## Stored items
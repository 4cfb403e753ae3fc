//! Exact-term inverted index.

use crate::corpus::Corpus;
use crate::error::{Error, Result};
use crate::index::{IndexStats, Matcher};
use crate::utils::text;
use roaring::RoaringBitmap;
use rustc_hash::FxHashMap;
use tracing::debug;

/// Hash-map inverted index: normalized term to the set of documents
/// containing it.
///
/// Build dedupes terms per document before inverting, so postings carry
/// set semantics. Lookup is a single hash probe; absent terms yield the
/// empty set, not an error. Exact-term semantics, membership only.
#[derive(Debug, Default)]
pub struct PostingsIndex {
    postings: FxHashMap<String, RoaringBitmap>,
    doc_count: usize,
    built: bool,
}

impl PostingsIndex {
    pub fn new() -> Self {
        Self::default()
    }
}

impl Matcher for PostingsIndex {
    fn name(&self) -> &'static str {
        "postings"
    }

    fn build(&mut self, corpus: &Corpus) -> Result<()> {
        self.postings = FxHashMap::default();
        self.doc_count = corpus.len();

        for doc in corpus.iter() {
            for term in text::unique_terms(&doc.text) {
                self.postings.entry(term).or_default().insert(doc.doc_id);
            }
        }

        self.built = true;
        debug!(
            docs = self.doc_count,
            vocabulary = self.postings.len(),
            "postings index built"
        );
        Ok(())
    }

    fn matching_docs(&self, term: &str) -> Result<RoaringBitmap> {
        if !self.built {
            return Err(Error::NotBuilt);
        }

        let term = term.to_lowercase();
        Ok(self.postings.get(&term).cloned().unwrap_or_default())
    }

    fn stats(&self) -> IndexStats {
        IndexStats {
            doc_count: self.doc_count,
            vocabulary_size: self.postings.len(),
            total_postings: self.postings.values().map(|p| p.len() as usize).sum(),
            text_size: 0,
        }
    }
}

## Exercise aim
Take the entries above and set them all down again exactly as they read.

## Solution to this exercise
repository 4cfb403e753ae3fc
//! Exact-term inverted index.

use crate::corpus::Corpus;
use crate::error::{Error, Result};
use crate::index::{IndexStats, Matcher};
use crate::utils::text;
use roaring::RoaringBitmap;
use rustc_hash::FxHashMap;
use tracing::debug;

/// Hash-map inverted index: normalized term to the set of documents
/// containing it.
///
/// Build dedupes terms per document before inverting, so postings carry
/// set semantics. Lookup is a single hash probe; absent terms yield the
/// empty set, not an error. Exact-term semantics, membership only.
#[derive(Debug, Default)]
pub struct PostingsIndex {
    postings: FxHashMap<String, RoaringBitmap>,
    doc_count: usize,
    built: bool,
}

impl PostingsIndex {
    pub fn new() -> Self {
        Self::default()
    }
}

impl Matcher for PostingsIndex {
    fn name(&self) -> &'static str {
        "postings"
    }

    fn build(&mut self, corpus: &Corpus) -> Result<()> {
        self.postings = FxHashMap::default();
        self.doc_count = corpus.len();

        for doc in corpus.iter() {
            for term in text::unique_terms(&doc.text) {
                self.postings.entry(term).or_default().insert(doc.doc_id);
            }
        }

        self.built = true;
        debug!(
            docs = self.doc_count,
            vocabulary = self.postings.len(),
            "postings index built"
        );
        Ok(())
    }

    fn matching_docs(&self, term: &str) -> Result<RoaringBitmap> {
        if !self.built {
            return Err(Error::NotBuilt);
        }

        let term = term.to_lowercase();
        Ok(self.postings.get(&term).cloned().unwrap_or_default())
    }

    fn stats(&self) -> IndexStats {
        IndexStats {
            doc_count: self.doc_count,
            vocabulary_size: self.postings.len(),
            total_postings: self.postings.values().map(|p| p.len() as usize).sum(),
            text_size: 0,
        }
    }
}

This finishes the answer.